I wanted to be pulled in. I really tried hard. I had my buzziest of THC, my softest of jammies, my nicest of face masks. But the few moments I was able to fully immerse in the fantasy were a mixture of determination, grit, being stoned, and Hathaway’s acting. Of course the young pop star immediately falls in love with Solène — she’s Anne Hathaway, after all. Galitzine doesn’t have to do much there but look at her and listen. He’s smitten. We are all smitten. But portraying a grown woman smitten with a man without a fully developed frontal lobe takes some acting. And Hathaway is acting.

Their relationship makes the most sense in the moments of literal escape and sensuality — Hayes offers pleasure, joy, giddiness. It’s cringe, it’s a mess, it’s a little irresponsible, it’s all those things adult women are not supposed to be. Those things we all too often surrender to the world like half-drunk water bottles in a TSA checkpoint. 

But the fantasy doesn’t last very long before reality pulls Solène back to her context. After an encounter by the pool, where Hayes’ bandmates and the twentysomething women who hang out with them tell her what a fuck boy he is, she goes back to her room, ashamed, and breaks up with him. 

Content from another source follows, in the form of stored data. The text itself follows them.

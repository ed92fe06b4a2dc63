//! Owner groups of the form.
//!
//! Sections are drawn by index from the owner list every frame. A remove
//! click is only recorded while iterating and applied afterwards.

use eframe::egui;
use log::info;

use crate::backend::domain::OwnerList;
use crate::ui::app_state::DogQrApp;
use crate::ui::components::form_fields::render_text_row;

impl DogQrApp {
    pub fn render_owner_sections(&mut self, ui: &mut egui::Ui) {
        let mut pending_removal = None;

        for (index, owner) in self.form.owners.iter_mut() {
            ui.group(|ui| {
                ui.set_width(ui.available_width());
                ui.label(egui::RichText::new(OwnerList::title(index)).strong());

                render_text_row(ui, "First Name:", &mut owner.first_name);
                render_text_row(ui, "Last Name:", &mut owner.last_name);
                render_text_row(ui, "Street and Number:", &mut owner.street_and_number);
                render_text_row(ui, "Postal Code and City:", &mut owner.postal_code_and_city);
                render_text_row(ui, "Country:", &mut owner.country);

                if OwnerList::is_removable(index) {
                    ui.add_space(6.0);
                    ui.vertical_centered(|ui| {
                        if ui.button("Remove this owner").clicked() {
                            pending_removal = Some(index);
                        }
                    });
                }
            });
            ui.add_space(6.0);
        }

        if let Some(index) = pending_removal {
            info!("👤 UI: Remove clicked for {}", OwnerList::title(index));
            self.clear_messages();
            if let Err(e) = self.form.owners.remove_owner(index) {
                self.warning_message = Some(e.to_string());
            }
        }
    }
}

Hayes comes to L.A. and finds her. Persuades her to try again. But that, too, falls apart when Izzy, Solène’s daughter, is bullied at school over the relationship. Solène is harassed with tabloid headlines and social media posts calling her gross and a predator. Solène, again, breaks up with Hayes. 

Even this highly produced fantasy can barely hold together on the screen before it shatters on the hard ground of the real world. The daughter’s outsized disappointment. The useless ex-husband. The judgment and backlash. This is where it would normally end. And this is where the book does end.

But the movie offers up more fantasy: Five years after their split, Solène is now an empty nester, her obligations to her family less all-consuming. Hayes, who now has a solo career, manly stubble, and a fully functioning frontal lobe, comes back to Solène. We are meant to believe these crazy kids give it another go.

It all feels a little forced. No amount of THC and wishful thinking could convince me that Hayes would come back for Solène. What would they even have in common? What kind of life could they build? My list-addled, practical mom brain could not turn off. Solène just raised one kid, why would she want another?

Because for 40-year-old women there is no escape, there is no romance so all-encompassing, no doe-eyed pop star so pretty, no body so hot, no love big enough that it can erase all the violent, dark, tiresome world around us.

Despite the implausibility of the plot and the incredible odds stacked against the relationship, I willed myself to believe this stupid, impossible fantasy. Maybe I believed it because I wanted to. Or maybe because it was done well onscreen. But it doesn’t really matter, does it? To those worn-out legions streaming this movie in their beds with their buzz-inducing stimulants and face creams, escaping the piles of things to do and clean, it doesn’t matter if the movie is kind of corny or the role of the best friend is underwritten. 

And it doesn’t matter if it’s feminist or subversive. (It is neither of those things, but good Christ it doesn’t have to be.) Maybe we are desperate for escape because we have been nailed to the cross of a country that would rather fight war after war than give us reproductive rights. Or because we’ve worked so hard and we deserve it. Or because the pay gap still exists and so does the laundry. And because women, grown women, are human fucking beings, who have sex, who get messy, who want to lose ourselves in a fantasy, who do not have it figured out, who are cringe, who are lost, who are very silly, who are very tired, and who just want to have some fun.